As far as I know there is no built in derivative of Gaussian filter. You can very easily create one for yourself as follow:

For 2D

G1=fspecial('gauss',[round(k*sigma), round(k*sigma)], sigma);
[Gx,Gy] = gradient(G1);   
[Gxx,Gxy] = gradient(Gx);
[Gyx,Gyy] = gradient(Gy);

Where k determine the size of it (depends to which extent you want support).

For 1D is the same, but you don't have two gradient directions, just one. Also you would create the gaussian filter in another way and I assume you already have your preferred method.

Here I gave you up to second order, but you can see the pattern here to proceed to further orders.

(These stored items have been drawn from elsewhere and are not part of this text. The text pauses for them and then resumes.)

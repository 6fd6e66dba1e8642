//! Locating ensemble frames in a continuous byte stream.
//!
//! Both formats are scanned the same way: find the start marker (the 16-byte RTB
//! delimiter or the 2-byte PD0 marker), read just enough header to learn the frame
//! length, wait for the complete frame, then verify its checksum. Input may arrive in
//! chunks of any size; bytes that cannot yet be resolved are carried over to the next
//! call to [FrameScanner::feed].
use tracing::{debug, trace};

use crate::integrity::{ChecksumVerifier, Pd0Checksum, RtbChecksum};
use crate::prelude::*;

/// RTB frames begin with 16 bytes of `0x80`.
pub const RTB_DELIMITER: [u8; 16] = [0x80; 16];
/// RTB header length, delimiter included.
pub const RTB_HEADER_LEN: usize = 32;
/// Largest RTB payload accepted before a delimiter is considered false.
pub const RTB_MAX_PAYLOAD: usize = 1 << 20;

/// PD0 header id and data source id.
pub const PD0_MARKER: [u8; 2] = [0x7f, 0x7f];
/// PD0 header length, not counting the dataset offset table.
pub const PD0_HEADER_LEN: usize = 6;
/// How far past the current position a PD0 marker is searched for.
pub const DEFAULT_SEARCH_WINDOW: usize = 3000;

/// Wire format. Always declared by the caller, never detected.
#[derive(Clone, Copy, Debug, PartialEq, Eq, Hash)]
#[cfg_attr(feature = "serde", derive(serde::Serialize))]
pub enum Format {
    Rtb,
    Pd0,
}

impl Format {
    #[must_use]
    pub fn marker(self) -> &'static [u8] {
        match self {
            Format::Rtb => &RTB_DELIMITER,
            Format::Pd0 => &PD0_MARKER,
        }
    }

    #[must_use]
    pub fn verifier(self) -> &'static dyn ChecksumVerifier {
        match self {
            Format::Rtb => &RtbChecksum,
            Format::Pd0 => &Pd0Checksum,
        }
    }

    /// Bytes needed before the frame length can be determined.
    #[must_use]
    pub fn header_len(self) -> usize {
        match self {
            Format::Rtb => RTB_HEADER_LEN,
            Format::Pd0 => PD0_HEADER_LEN,
        }
    }

    /// Total frame length, checksum included, declared by `header`.
    ///
    /// RTB headers carry the ensemble number and payload size each followed by its
    /// bitwise complement; both pairs must agree.
    ///
    /// # Errors
    /// [Error::InvalidHeader] if the header is short or cannot belong to a real frame.
    pub fn frame_len(self, header: &[u8]) -> Result<usize> {
        if header.len() < self.header_len() {
            return Err(Error::InvalidHeader(format!(
                "{} of {} header bytes",
                header.len(),
                self.header_len()
            )));
        }
        let word = |idx: usize| {
            u32::from_le_bytes([header[idx], header[idx + 1], header[idx + 2], header[idx + 3]])
        };
        match self {
            Format::Rtb => {
                let (ens_num, payload) = (word(16), word(24));
                if word(20) != !ens_num {
                    return Err(Error::InvalidHeader(format!(
                        "ensemble number {ens_num} does not match its complement"
                    )));
                }
                if word(28) != !payload {
                    return Err(Error::InvalidHeader(format!(
                        "payload size {payload} does not match its complement"
                    )));
                }
                let payload = payload as usize;
                if payload > RTB_MAX_PAYLOAD {
                    return Err(Error::InvalidHeader(format!(
                        "payload size {payload} exceeds {RTB_MAX_PAYLOAD}"
                    )));
                }
                Ok(RTB_HEADER_LEN + payload + RtbChecksum::LEN)
            }
            Format::Pd0 => {
                let nbytes = usize::from(u16::from_le_bytes([header[2], header[3]]));
                let ndatatypes = usize::from(header[5]);
                if nbytes < PD0_HEADER_LEN + 2 * ndatatypes {
                    return Err(Error::InvalidHeader(format!(
                        "{nbytes} bytes cannot hold {ndatatypes} dataset offsets"
                    )));
                }
                Ok(nbytes + 2)
            }
        }
    }
}

impl std::fmt::Display for Format {
    fn fmt(&self, f: &mut std::fmt::Formatter<'_>) -> std::fmt::Result {
        match self {
            Format::Rtb => write!(f, "RTB"),
            Format::Pd0 => write!(f, "PD0"),
        }
    }
}

/// A complete frame whose checksum has been verified.
#[derive(Clone, Debug, PartialEq, Eq)]
pub struct Frame {
    pub format: Format,
    /// Stream offset of the first byte of the frame.
    pub offset: usize,
    /// Marker through checksum.
    pub data: Vec<u8>,
}

/// Incremental frame scanner.
///
/// ```
/// use adcp::framing::{Format, FrameScanner};
///
/// let mut scanner = FrameScanner::new(Format::Pd0);
/// let frames = scanner.feed(&[0x7f, 0x7f, 0x06]);
/// assert!(frames.is_empty(), "not enough bytes for a frame yet");
/// ```
pub struct FrameScanner {
    format: Format,
    search_window: usize,
    buf: Vec<u8>,
    // Stream offset of buf[0]
    position: usize,
    // Bytes of the current frame already searched for a following RTB delimiter
    searched: usize,
}

impl FrameScanner {
    #[must_use]
    pub fn new(format: Format) -> Self {
        Self {
            format,
            search_window: DEFAULT_SEARCH_WINDOW,
            buf: Vec::new(),
            position: 0,
            searched: 0,
        }
    }

    /// Set the PD0 marker lookahead. Has no effect for RTB.
    #[must_use]
    pub fn with_search_window(mut self, search_window: usize) -> Self {
        self.search_window = search_window.max(PD0_MARKER.len());
        self
    }

    #[must_use]
    pub fn format(&self) -> Format {
        self.format
    }

    /// Number of bytes currently held waiting for more input.
    #[must_use]
    pub fn buffered(&self) -> usize {
        self.buf.len()
    }

    /// Add bytes and return every frame, or frame level error, they complete.
    ///
    /// Errors are [Error::ChecksumMismatch] for a frame that failed verification, after
    /// which scanning resumes just past the rejected marker, and [Error::MarkerNotFound]
    /// when a PD0 search window is exhausted. An RTB header that fails its complement
    /// check, or whose frame is cut short by the next delimiter, is reported as
    /// [Error::InvalidHeader].
    pub fn feed(&mut self, dat: &[u8]) -> Vec<Result<Frame>> {
        self.buf.extend_from_slice(dat);

        let mut zult = Vec::new();
        loop {
            match self.seek_marker() {
                Ok(true) => {}
                Ok(false) => break,
                Err(err) => {
                    zult.push(Err(err));
                    continue;
                }
            }

            if self.buf.len() < self.format.header_len() {
                break;
            }
            let frame_len = match self.format.frame_len(&self.buf) {
                Ok(frame_len) => frame_len,
                Err(err) => {
                    debug!(offset = self.position, "{err}; resyncing");
                    // a 2-byte PD0 marker turns up in data too often to report
                    if self.format == Format::Rtb {
                        zult.push(Err(err));
                    }
                    self.discard(1);
                    continue;
                }
            };
            if self.buf.len() < frame_len {
                let Some(next) = self.next_delimiter() else {
                    break;
                };
                let err = Error::InvalidHeader(format!(
                    "{frame_len} byte frame at {} cut short by a delimiter at {}",
                    self.position,
                    self.position + next
                ));
                debug!("{err}; resyncing");
                zult.push(Err(err));
                self.discard(next);
                continue;
            }

            match self.format.verifier().compute(&self.buf[..frame_len]) {
                Some(checksum) if checksum.is_valid() => {
                    trace!(offset = self.position, len = frame_len, "frame");
                    zult.push(Ok(Frame {
                        format: self.format,
                        offset: self.position,
                        data: self.buf[..frame_len].to_vec(),
                    }));
                    self.discard(frame_len);
                }
                Some(checksum) => {
                    debug!(
                        offset = self.position,
                        expected = checksum.expected,
                        actual = checksum.actual,
                        "checksum mismatch; resyncing"
                    );
                    zult.push(Err(Error::ChecksumMismatch {
                        expected: checksum.expected,
                        actual: checksum.actual,
                    }));
                    self.discard(1);
                }
                None => self.discard(1),
            }
        }
        zult
    }

    /// Signal end of input. Returns [Error::IncompleteFrame] if a frame had been started
    /// but not completed. Any buffered bytes are dropped.
    pub fn finish(&mut self) -> Option<Error> {
        let marker = self.format.marker();
        let started = self.buf.len() >= marker.len() && self.buf.starts_with(marker);
        let available = self.buf.len();
        let needed = self
            .format
            .frame_len(&self.buf)
            .unwrap_or_else(|_| self.format.header_len());
        self.discard(available);

        if started {
            Some(Error::IncompleteFrame { needed, available })
        } else {
            None
        }
    }

    /// Align the buffer so that it starts with a marker. Returns false if more input is
    /// required.
    fn seek_marker(&mut self) -> Result<bool> {
        let marker = self.format.marker();
        let searchable = match self.format {
            Format::Rtb => self.buf.len(),
            // A marker must start within the window
            Format::Pd0 => self.buf.len().min(self.search_window + marker.len() - 1),
        };

        if let Some(idx) = find(&self.buf[..searchable], marker) {
            if idx > 0 {
                debug!(offset = self.position, len = idx, "skipping bytes before marker");
                self.discard(idx);
            }
            return Ok(true);
        }

        match self.format {
            Format::Rtb => {
                // Keep enough of the tail to complete a delimiter split across inputs
                let keep = marker.len() - 1;
                self.discard(self.buf.len().saturating_sub(keep));
                Ok(false)
            }
            Format::Pd0 if searchable > self.search_window => {
                self.discard(self.search_window);
                Err(Error::MarkerNotFound {
                    searched: self.search_window,
                })
            }
            Format::Pd0 => Ok(false),
        }
    }

    /// Offset of an RTB delimiter after the one the buffer starts with, searching only
    /// bytes not already searched for this frame.
    fn next_delimiter(&mut self) -> Option<usize> {
        if self.format != Format::Rtb {
            return None;
        }
        let marker = self.format.marker();
        let start = self
            .searched
            .saturating_sub(marker.len() - 1)
            .max(marker.len());
        let found = self
            .buf
            .get(start..)
            .and_then(|tail| find(tail, marker))
            .map(|idx| idx + start);
        self.searched = self.buf.len();
        found
    }

    fn discard(&mut self, num: usize) {
        let num = num.min(self.buf.len());
        self.buf.drain(..num);
        self.position += num;
        self.searched = 0;
    }
}

fn find(haystack: &[u8], needle: &[u8]) -> Option<usize> {
    haystack.windows(needle.len()).position(|w| w == needle)
}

The convolving filter you posted ( [1 0 -1] ) looks like finite difference. Although yours I believe is conceptually right, the most correct and common way to do it is with [1 -1] or [-1 1], with that 0 in the middle you skip the central sample in approximating the derivative. This may work as well (but bare in mind that is an approximation that for higher orders diverge from true result), but I usually prefer the method I posted above.


Note: If you are indeed interested in 2D filters, Derivative of Gaussian family has the steerability property, meaning that you can easily create a filter for a Derivative of Gaussian in any direction from the one I gave you up. Supposing the direction you want is defined as

cos(theta), sin(theta)

Then the derivative of Gaussian in that direction is

Gtheta = cos(theta)*Gx + sin(theta)*Gy

If you reapply this recursively you can go to any order you like.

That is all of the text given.